■ **Exercise directions**
Look for the string "FinalizedTrip" in the listing below, then copy every line that has it.

■ **Records for this exercise**

*** Block opens ***

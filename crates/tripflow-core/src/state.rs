//! Cached and persisted state shapes
//!
//! [`DeviceState`] is the last-known snapshot per device key.
//! [`TripEvent`]/[`TripTelemetry`] accumulate in per-device buckets
//! keyed by trip until the finalizer closes the trip into a
//! [`FinalizedTrip`].

use crate::types::{
    status_for_event, DeviceKey, GpsPoint, MessageType, Timestamp, VehicleEventType,
    VehicleStatus, VehicleType,
};
use serde::{Deserialize, Serialize};
use std::collections::BTreeMap;
use uuid::Uuid;

/// Latest-known state for one device. Never deleted; overwritten only
/// by the monotonic merge.
#[derive(Debug, Clone, PartialEq, Serialize, Deserialize)]
pub struct DeviceState {
    pub provider_id: Uuid,
    pub device_id: Uuid,
    pub vehicle_type: VehicleType,
    pub message_type: MessageType,
    pub timestamp: Timestamp,
    pub gps: Option<GpsPoint>,
    pub charge: Option<f64>,
    pub event_type: Option<VehicleEventType>,
    pub event_type_reason: Option<String>,
    pub trip_id: Option<Uuid>,
    pub service_area_id: Option<Uuid>,
    /// Derived from `event_type` via the fixed mapping; `None` for
    /// telemetry rows.
    pub status: Option<VehicleStatus>,
    /// Opaque geofence descriptor.
    pub annotation: Option<serde_json::Value>,
    pub annotation_version: u32,
    /// Ingestion time.
    pub recorded: Timestamp,
}

impl DeviceState {
    pub fn key(&self) -> DeviceKey {
        DeviceKey::new(self.provider_id, self.device_id)
    }

    /// Build a state row from an accepted event.
    pub fn from_event(
        event: &crate::types::InboundEvent,
        annotation: Option<serde_json::Value>,
        annotation_version: u32,
    ) -> Self {
        let (gps, charge) = match &event.telemetry {
            Some(t) => (Some(t.gps), t.charge),
            None => (None, None),
        };
        Self {
            provider_id: event.provider_id,
            device_id: event.device_id,
            vehicle_type: event.vehicle_type,
            message_type: MessageType::Event,
            timestamp: event.timestamp,
            gps,
            charge,
            status: status_for_event(&event.event_type),
            event_type: Some(event.event_type.clone()),
            event_type_reason: event.event_type_reason.clone(),
            trip_id: event.trip_id,
            service_area_id: event.service_area_id,
            annotation,
            annotation_version,
            recorded: event.recorded,
        }
    }

    /// Build a state row from accepted telemetry.
    pub fn from_telemetry(
        telemetry: &crate::types::InboundTelemetry,
        annotation: Option<serde_json::Value>,
        annotation_version: u32,
    ) -> Self {
        Self {
            provider_id: telemetry.provider_id,
            device_id: telemetry.device_id,
            vehicle_type: telemetry.vehicle_type,
            message_type: MessageType::Telemetry,
            timestamp: telemetry.timestamp,
            gps: Some(telemetry.gps),
            charge: telemetry.charge,
            status: None,
            event_type: None,
            event_type_reason: None,
            trip_id: None,
            service_area_id: None,
            annotation,
            annotation_version,
            recorded: telemetry.recorded,
        }
    }

    /// Monotonicity rule for the state merge: a candidate replaces the
    /// incumbent iff it is strictly newer, or ties on timestamp while
    /// carrying trip context the incumbent lacks.
    pub fn supersedes(&self, incumbent: &DeviceState) -> bool {
        if self.timestamp > incumbent.timestamp {
            return true;
        }
        self.timestamp == incumbent.timestamp
            && self.trip_id.is_some()
            && incumbent.trip_id.is_none()
    }
}

/// One event bound into a trip bucket.
#[derive(Debug, Clone, PartialEq, Serialize, Deserialize)]
pub struct TripEvent {
    pub vehicle_type: VehicleType,
    pub timestamp: Timestamp,
    pub event_type: VehicleEventType,
    pub event_type_reason: Option<String>,
    pub gps: Option<GpsPoint>,
    pub service_area_id: Option<Uuid>,
    pub annotation: Option<serde_json::Value>,
    pub annotation_version: u32,
}

/// One telemetry point bound into a trip bucket.
#[derive(Debug, Clone, PartialEq, Serialize, Deserialize)]
pub struct TripTelemetry {
    pub timestamp: Timestamp,
    pub latitude: Option<f64>,
    pub longitude: Option<f64>,
    pub service_area_id: Option<Uuid>,
    pub annotation: Option<serde_json::Value>,
    pub annotation_version: u32,
}

/// Open trips for one device: trip_id -> events in append order.
///
/// `BTreeMap` so iteration is ordered by trip_id; the telemetry matcher
/// relies on that for its deterministic tie-break.
pub type TripEventMap = BTreeMap<Uuid, Vec<TripEvent>>;

/// Open-trip telemetry for one device: trip_id -> points in append order.
pub type TripTelemetryMap = BTreeMap<Uuid, Vec<TripTelemetry>>;

/// A closed, metrics-bearing trip record. Created exactly once by the
/// finalizer, immutable thereafter, owned by the durable store.
#[derive(Debug, Clone, PartialEq, Serialize, Deserialize)]
pub struct FinalizedTrip {
    pub trip_id: Uuid,
    pub device_id: Uuid,
    pub provider_id: Uuid,
    pub vehicle_type: VehicleType,
    pub start_time: Timestamp,
    pub end_time: Timestamp,
    pub start_service_area_id: Option<Uuid>,
    pub end_service_area_id: Option<Uuid>,
    /// `end_time - start_time`, milliseconds.
    pub duration: i64,
    /// Summed great-circle distance in meters; `None` when the trip
    /// start carried no GPS fix to anchor the route.
    pub distance: Option<f64>,
    pub violation_count: u32,
    pub min_violation_dist: Option<f64>,
    pub max_violation_dist: Option<f64>,
    pub avg_violation_dist: Option<f64>,
    /// Trip events sorted ascending by timestamp.
    pub events: Vec<TripEvent>,
    /// Telemetry segmented per inter-event interval, each segment
    /// sorted ascending by timestamp.
    pub telemetry: Vec<Vec<TripTelemetry>>,
}

/// Per-provider rejection bookkeeping kept in the state store.
#[derive(Debug, Clone, Copy, Default, PartialEq, Eq, Serialize, Deserialize)]
pub struct ProviderCounters {
    pub duplicate_events: u64,
    pub invalid_events: u64,
    pub out_of_order_events: u64,
    pub orphaned_telemetry: u64,
}

#[cfg(test)]
mod tests {
    use super::*;
    use crate::types::{InboundEvent, InboundTelemetry, TelemetryData};

    fn event(timestamp: Timestamp, trip_id: Option<Uuid>) -> InboundEvent {
        InboundEvent {
            provider_id: Uuid::new_v4(),
            device_id: Uuid::new_v4(),
            vehicle_type: VehicleType::Scooter,
            event_type: VehicleEventType::TripStart,
            event_type_reason: None,
            telemetry: Some(TelemetryData {
                gps: GpsPoint {
                    lat: 34.0,
                    lng: -118.0,
                },
                charge: Some(0.9),
            }),
            trip_id,
            service_area_id: None,
            timestamp,
            recorded: timestamp + 5,
        }
    }

    #[test]
    fn test_state_from_event_derives_status() {
        let state = DeviceState::from_event(&event(1_000, Some(Uuid::new_v4())), None, 1);
        assert_eq!(state.status, Some(VehicleStatus::Trip));
        assert_eq!(state.message_type, MessageType::Event);
        assert!(state.gps.is_some());
        assert_eq!(state.charge, Some(0.9));
    }

    #[test]
    fn test_state_from_telemetry_has_no_status() {
        let telemetry = InboundTelemetry {
            provider_id: Uuid::new_v4(),
            device_id: Uuid::new_v4(),
            vehicle_type: VehicleType::Bicycle,
            gps: GpsPoint {
                lat: 34.0,
                lng: -118.0,
            },
            charge: None,
            timestamp: 2_000,
            recorded: 2_010,
        };
        let state = DeviceState::from_telemetry(&telemetry, None, 1);
        assert_eq!(state.status, None);
        assert_eq!(state.event_type, None);
        assert_eq!(state.message_type, MessageType::Telemetry);
    }

    #[test]
    fn test_supersedes_strictly_newer() {
        let older = DeviceState::from_event(&event(1_000, None), None, 1);
        let newer = DeviceState::from_event(&event(2_000, None), None, 1);
        assert!(newer.supersedes(&older));
        assert!(!older.supersedes(&newer));
    }

    #[test]
    fn test_supersedes_tie_prefers_trip_context() {
        let plain = DeviceState::from_event(&event(1_000, None), None, 1);
        let with_trip = DeviceState::from_event(&event(1_000, Some(Uuid::new_v4())), None, 1);
        assert!(with_trip.supersedes(&plain));
        assert!(!plain.supersedes(&with_trip));
        // A tie between two trip-bearing states resolves to the incumbent.
        assert!(!with_trip.clone().supersedes(&with_trip));
    }
}
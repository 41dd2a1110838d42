//! Tripflow Core Pipeline
//!
//! This crate turns provider event/telemetry streams into:
//! - A live per-device state snapshot (monotonic, duplicate-safe merge)
//! - Trip buckets binding events and untagged telemetry per trip
//! - Finalized trip records with duration/distance/violation metrics
//!
//! The transport is at-least-once and unordered; the quality gate and
//! atomic store operations are what keep state correct anyway.

pub mod annotate;
pub mod config;
pub mod finalizer;
pub mod geo;
pub mod matcher;
pub mod metrics;
pub mod pipeline;
pub mod quality;
pub mod state;
pub mod storage;
pub mod store;
pub mod types;

pub use annotate::{Annotator, NullAnnotator};
pub use config::{FinalizerConfig, SlaConfig};
pub use finalizer::{SweepSummary, TripFinalizer};
pub use metrics::MetricsAggregator;
pub use pipeline::{Pipeline, ProcessOutcome, TripBinding};
pub use quality::Classification;
pub use state::{DeviceState, FinalizedTrip};
pub use store::{MergeOutcome, StateStore, StoreError, TripStore};
pub use types::{DeviceKey, InboundEvent, InboundMessage, InboundTelemetry, Timestamp};
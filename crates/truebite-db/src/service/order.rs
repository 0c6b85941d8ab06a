//! # Order Workflow
//!
//! Orchestrates validation, pricing, payment and persistence of a new
//! order as one atomic unit, and owns the delivery status state machine.
//!
//! ## Order Creation
//! ```text
//! ┌─────────────────────────────────────────────────────────────────────────┐
//! │               create_order: ONE transaction                             │
//! │                                                                         │
//! │  1. Load customer         → NotFound / CustomerBlacklisted             │
//! │  2. Reject empty carts    → EmptyCart                                  │
//! │  3. Per cart line:        → DishNotFound / DishUnavailable /           │
//! │     snapshot the price      VipOnlyDish / InvalidQuantity              │
//! │  4. Price the cart        (pure, truebite-core)                        │
//! │  5. Debit the wallet      → InsufficientFunds, BEFORE any order row    │
//! │  6. Insert order + items, bump customer counters                       │
//! │  7. COMMIT - or roll back everything                                   │
//! │                                                                         │
//! │  Any failure leaves no order, no items, no ledger entry, no balance    │
//! │  change. A failed creation is reported, never silently retried:        │
//! │  retrying a multi-step commit is how wallets get double-debited.       │
//! └─────────────────────────────────────────────────────────────────────────┘
//! ```

use chrono::Utc;
use sqlx::SqlitePool;
use tracing::{debug, info};
use uuid::Uuid;

use crate::error::{DbError, DbResult};
use crate::repository::customer::CustomerRepository;
use crate::repository::dish::DishRepository;
use crate::repository::order::OrderRepository;
use crate::repository::wallet::WalletRepository;
use truebite_core::{
    price_cart, CartLine, CoreError, Order, OrderItem, OrderStatus, DEFAULT_HISTORY_LIMIT,
    MAX_LINE_QUANTITY,
};

/// The order workflow service.
#[derive(Debug, Clone)]
pub struct OrderService {
    pool: SqlitePool,
}

impl OrderService {
    /// Creates a new OrderService.
    pub fn new(pool: SqlitePool) -> Self {
        OrderService { pool }
    }

    fn orders(&self) -> OrderRepository {
        OrderRepository::new(self.pool.clone())
    }

    /// Creates an order from a submitted cart.
    ///
    /// Runs the whole validate-price-pay-persist sequence inside a single
    /// transaction. On any error the transaction rolls back (sqlx rolls
    /// back a dropped transaction, which covers every early-return path).
    pub async fn create_order(&self, customer_id: &str, cart: &[CartLine]) -> DbResult<Order> {
        debug!(customer_id = %customer_id, lines = cart.len(), "create_order");

        let mut tx = self.pool.begin().await?;

        let customer = CustomerRepository::get_tx(&mut tx, customer_id)
            .await?
            .ok_or_else(|| DbError::not_found("Customer", customer_id))?;

        if customer.is_blacklisted {
            return Err(CoreError::CustomerBlacklisted(customer.id).into());
        }

        if cart.is_empty() {
            return Err(CoreError::EmptyCart.into());
        }

        // Validate every line against the catalog and snapshot prices.
        let mut lines = Vec::with_capacity(cart.len());
        for cart_line in cart {
            let dish = DishRepository::get_tx(&mut tx, &cart_line.dish_id)
                .await?
                .ok_or_else(|| CoreError::DishNotFound(cart_line.dish_id.clone()))?;

            if !dish.is_available {
                return Err(CoreError::DishUnavailable { name: dish.name }.into());
            }

            if dish.is_vip_only && !customer.is_vip {
                return Err(CoreError::VipOnlyDish { name: dish.name }.into());
            }

            if cart_line.quantity <= 0 || cart_line.quantity > MAX_LINE_QUANTITY {
                return Err(CoreError::InvalidQuantity {
                    dish_id: dish.id,
                    quantity: cart_line.quantity,
                }
                .into());
            }

            lines.push((dish, cart_line.quantity));
        }

        // Price from the snapshots and the count BEFORE this order.
        let priced: Vec<_> = lines.iter().map(|(d, q)| (d.price(), *q)).collect();
        let quote = price_cart(&priced, customer.is_vip, customer.order_count);

        let order_id = Uuid::new_v4().to_string();
        let now = Utc::now();

        // Debit before any order row is written. InsufficientFunds aborts
        // the transaction with nothing persisted.
        let wallet = WalletRepository::get_by_customer_tx(&mut tx, customer_id)
            .await?
            .ok_or_else(|| DbError::not_found("Wallet", customer_id))?;

        WalletRepository::debit(
            &mut tx,
            &wallet.id,
            quote.total,
            Some(&order_id),
            "Order payment",
        )
        .await?;

        let mut order = Order {
            id: order_id.clone(),
            customer_id: customer.id.clone(),
            chef_id: None,
            delivery_person_id: None,
            status: OrderStatus::Created,
            subtotal_cents: quote.subtotal.cents(),
            discount_cents: quote.discount.cents(),
            delivery_fee_cents: quote.delivery_fee.cents(),
            total_cents: quote.total.cents(),
            order_time: now,
            delivery_time: None,
            items: Vec::new(),
        };
        OrderRepository::insert_tx(&mut tx, &order).await?;

        for (line_no, (dish, quantity)) in lines.iter().enumerate() {
            let item = OrderItem {
                id: Uuid::new_v4().to_string(),
                order_id: order_id.clone(),
                dish_id: dish.id.clone(),
                quantity: *quantity,
                price_cents: dish.price_cents,
                line_no: line_no as i64,
                created_at: now,
            };
            OrderRepository::insert_item_tx(&mut tx, &item).await?;
            order.items.push(item);
        }

        CustomerRepository::record_order(&mut tx, &customer.id, quote.total.cents()).await?;

        tx.commit().await?;

        info!(
            order_id = %order.id,
            customer_id = %customer.id,
            total = %quote.total,
            items = order.items.len(),
            "Order created"
        );

        Ok(order)
    }

    /// Gets an order by ID, items included.
    pub async fn get_order(&self, order_id: &str) -> DbResult<Order> {
        self.orders()
            .get_by_id(order_id)
            .await?
            .ok_or_else(|| DbError::not_found("Order", order_id))
    }

    /// Lists a customer's order history, newest first.
    ///
    /// A non-positive `limit` falls back to [`DEFAULT_HISTORY_LIMIT`].
    pub async fn list_orders(&self, customer_id: &str, limit: i64) -> DbResult<Vec<Order>> {
        let limit = if limit > 0 { limit } else { DEFAULT_HISTORY_LIMIT };
        self.orders().list_for_customer(customer_id, limit).await
    }

    /// Moves an order to a new lifecycle status.
    ///
    /// The target is received as a string from the routing layer; an
    /// unrecognized name fails with `InvalidStatus` and leaves the order
    /// unchanged.
    pub async fn update_status(&self, order_id: &str, new_status: &str) -> DbResult<Order> {
        let status: OrderStatus = new_status.parse().map_err(DbError::Domain)?;

        self.orders().transition_status(order_id, status).await?;

        info!(order_id = %order_id, status = %status, "Order status transition");

        self.get_order(order_id).await
    }
}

*** Block closes ***

■ **Exercise result**
//! [`FinalizedTrip`].
pub struct FinalizedTrip {
pub use state::{DeviceState, FinalizedTrip};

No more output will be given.